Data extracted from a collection

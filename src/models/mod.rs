//! Wire shapes of the entities held by the remote monitoring service.
//!
//! Field names follow the service's camelCase JSON. Server-owned fields
//! (`id`, `cdate`, `edate`, `status`) are optional so the same structs can
//! be used for create requests and for list responses.

pub mod agent;
pub mod label;
pub mod site;

pub use agent::{Agent, AgentClass};
pub use label::Label;
pub use site::{PostalAddress, Site, SiteType};
pub use test::{
    ActivationSettings, DnsRecord, DnsTest, HealthSettings, HostnameTest, IpTest, PageLoadTest,
    PingSettings, Test, TestSettings, TestStatus, TestType, TraceSettings, UrlTest,
};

* [WORK ORDER] Go through the records and copy each one exactly.

* [WRITTEN ANSWER]
filename src/models/mod.rs
//! Wire shapes of the entities held by the remote monitoring service.
//!
//! Field names follow the service's camelCase JSON. Server-owned fields
//! (`id`, `cdate`, `edate`, `status`) are optional so the same structs can
//! be used for create requests and for list responses.

pub mod agent;
pub mod label;
pub mod site;

pub use agent::{Agent, AgentClass};
pub use label::Label;
pub use site::{PostalAddress, Site, SiteType};
pub use test::{
    ActivationSettings, DnsRecord, DnsTest, HealthSettings, HostnameTest, IpTest, PageLoadTest,
    PingSettings, Test, TestSettings, TestStatus, TestType, TraceSettings, UrlTest,
};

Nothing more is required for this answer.